Отец иногда называет меня так. Совсем не помню первое явление этого домашнего прозвища. Кажется, будто было со мной всегда. И я ненавижу его. Особенно если оно произносится спокойно, почти буднично. Ненавижу настолько, что каждый раз, когда слышу, внутри мгновенно сжимаются железные зубья ржавого капкана, перекусывая оголённые нервы. Морожусь, словно меня внезапно застали голым посреди улицы. Вроде бы всего одно слово, а звучит так, будто вынесли приговор.

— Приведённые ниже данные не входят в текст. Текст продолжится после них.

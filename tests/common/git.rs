//! Git testing utilities

use anyhow::Result;
use std::path::Path;
use std::process::Command;

/// Runs git in `path` and returns trimmed stdout, failing on a non-zero exit
pub fn git(path: &Path, args: &[&str]) -> Result<String> {
    let output = Command::new("git").args(args).current_dir(path).output()?;

    if !output.status.success() {
        anyhow::bail!(
            "git {} failed: {}",
            args.join(" "),
            String::from_utf8_lossy(&output.stderr)
        );
    }

    let stdout = String::from_utf8_lossy(&output.stdout);
    Ok(stdout.trim_end().to_string())
}

/// Sets up a git repository with user config and `master` as initial branch
/// Returns Ok(()) on success, or skips test if git is not available
pub fn setup_git_repo(path: &Path) -> Result<()> {
    let init_result = Command::new("git")
        .args(["init", "-q"])
        .current_dir(path)
        .output()?;

    if !init_result.status.success() {
        anyhow::bail!("Git not available - skipping test");
    }

    // Independent of init.defaultBranch
    git(path, &["symbolic-ref", "HEAD", "refs/heads/master"])?;

    git(path, &["config", "user.name", "Test User"])?;
    git(path, &["config", "user.email", "test@example.com"])?;

    // Disable commit signing for tests
    git(path, &["config", "commit.gpgsign", "false"])?;

    Ok(())
}

/// Creates a bare repository to act as a remote
pub fn setup_bare_repo(path: &Path) -> Result<()> {
    git(path, &["init", "-q", "--bare"])?;
    git(path, &["symbolic-ref", "HEAD", "refs/heads/master"])?;
    Ok(())
}

/// Creates a test commit in the repository
pub fn create_test_commit(
    path: &Path,
    file_name: &str,
    content: &str,
    message: &str,
) -> Result<()> {
    std::fs::write(path.join(file_name), content)?;
    git(path, &["add", file_name])?;
    git(path, &["commit", "-q", "-m", message])?;
    Ok(())
}

/// Adds a git remote to a repository
pub fn add_git_remote(path: &Path, remote_name: &str, url: &str) -> Result<()> {
    git(path, &["remote", "add", remote_name, url])?;
    Ok(())
}

/// Checks if git is available in the system
pub fn is_git_available() -> bool {
    Command::new("git")
        .arg("--version")
        .output()
        .map(|output| output.status.success())
        .unwrap_or(false)
}
pub mod blog;
pub mod category;
pub mod product;
pub mod review;
pub mod specification;

use sea_orm::sea_query::Index;
use sea_orm::{ConnectionTrait, DatabaseConnection, DbErr, EntityTrait, Schema};
use crate::entities::{
    blog::Entity as Blog,
    product::Entity as Product,
    review::Entity as Review,
    specification::Entity as Specification,
};

pub const SPEC_NAME_INDEX: &str = "uq_product_specifications_product_spec_name";

/// Creates every table (parents first) and its indexes if they do not exist yet.
pub async fn setup_schema(db: &DatabaseConnection) -> Result<(), DbErr> {
    create_table(db, Product).await?;
    create_table(db, Specification).await?;
    create_table(db, Review).await?;
    create_table(db, Blog).await?;

    let backend = db.get_database_backend();
    let unique_spec_name = Index::create()
        .name(SPEC_NAME_INDEX)
        .table(Specification)
        .col(specification::Column::ProductId)
        .col(specification::Column::SpecName)
        .unique()
        .if_not_exists()
        .to_owned();
    db.execute(backend.build(&unique_spec_name)).await?;

    Ok(())
}

async fn create_table<E>(db: &DatabaseConnection, entity: E) -> Result<(), DbErr>
where
    E: EntityTrait + Copy,
{
    let backend = db.get_database_backend();
    let schema = Schema::new(backend);

    let mut create_table = schema.create_table_from_entity(entity);
    create_table.if_not_exists();
    db.execute(backend.build(&create_table)).await?;

    for mut create_index in schema.create_index_from_entity(entity) {
        create_index.if_not_exists();
        db.execute(backend.build(&create_index)).await?;
    }

    tracing::debug!(table = %entity.table_name(), "Schema ready");
    Ok(())
}
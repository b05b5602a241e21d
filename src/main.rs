use sea_orm::{Database, DatabaseConnection, DbErr};
use std::sync::Arc;
use thiserror::Error;
use tracing_subscriber::EnvFilter;

use pc_concept::api::create_api_router;
use pc_concept::config::{AppConfig, ConfigError};
use pc_concept::entities::setup_schema;

#[derive(Debug, Error)]
enum StartupError {
    #[error("configuration error: {0}")]
    Config(#[from] ConfigError),
    #[error("database error: {0}")]
    Database(#[from] DbErr),
    #[error("server error: {0}")]
    Io(#[from] std::io::Error),
}

#[tokio::main]
async fn main() -> Result<(), StartupError> {
    tracing_subscriber::fmt()
        .with_env_filter(
            EnvFilter::try_from_default_env()
                .unwrap_or_else(|_| EnvFilter::new("pc_concept=info,tower_http=info")),
        )
        .init();

    let config = AppConfig::from_env()?;

    let db: DatabaseConnection = Database::connect(&config.database_url).await?;
    setup_schema(&db).await?;

    let shared_db = Arc::new(db);
    let app = create_api_router(shared_db);

    let listener = tokio::net::TcpListener::bind(config.bind_addr()?).await?;
    tracing::info!(addr = %listener.local_addr()?, "PC Concept backend listening");
    axum::serve(listener, app).await?;
    Ok(())
}
pub mod api;
pub mod config;
pub mod entities;
pub mod error;
pub mod middleware;
pub mod validation;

Ю* взял меня тёпленьким, пока я был растерян от недавнего замыкания и плохо соображал, куда поедем, какой план мероприятий, кроме необходимости появиться в привычных белых застенках для внесения чёртовых параметров в чёртовы таблицы. Он неоднократно безуспешно пытался вытащить мой организм на просмотр события. Оборона пала внезапно. Я не успел моргнуть — обнаружил, что брожу среди лесных шедевров, в атмосфере пыльно-зелёного фона и приглушённого света. Больше не зевай, дурачок! Больше не зевай…
Сегодняшнее утро началось с безымянной тревоги — с бесформенной, вязкой гадины, распускающей свои щупальца и медленно отравляющей дрожащее нутро. Проснулся уже уставшим. Дышалось тяжело, будто воздух стал густым. Казалось, ещё немного — и что-то непременно случится, хотя происходить было решительно нечему.
«Тонкие материи». Мне думается, что жалость пахнет так же, как больничные простыни после бессонной ночи. Чистотой, в которой поселилось что-то унизительное. Жалость касается деликатно, почти ласково, но после её прикосновений становится так мучительно гадко, что хочется долго отмывать собственную душу.
Разговоры с отцом похожи на молитвы, возвращающиеся неуслышанными из глухой чёрной пустоты. Я стоял напротив, а его взгляд проходил сквозь меня, словно колкий зимний ветер — сквозь голые ветви опалённого морозом дерева. Странно чувствовать себя призраком в отчем доме. Мне постоянно кажется, что он замечает мебель чаще, чем меня.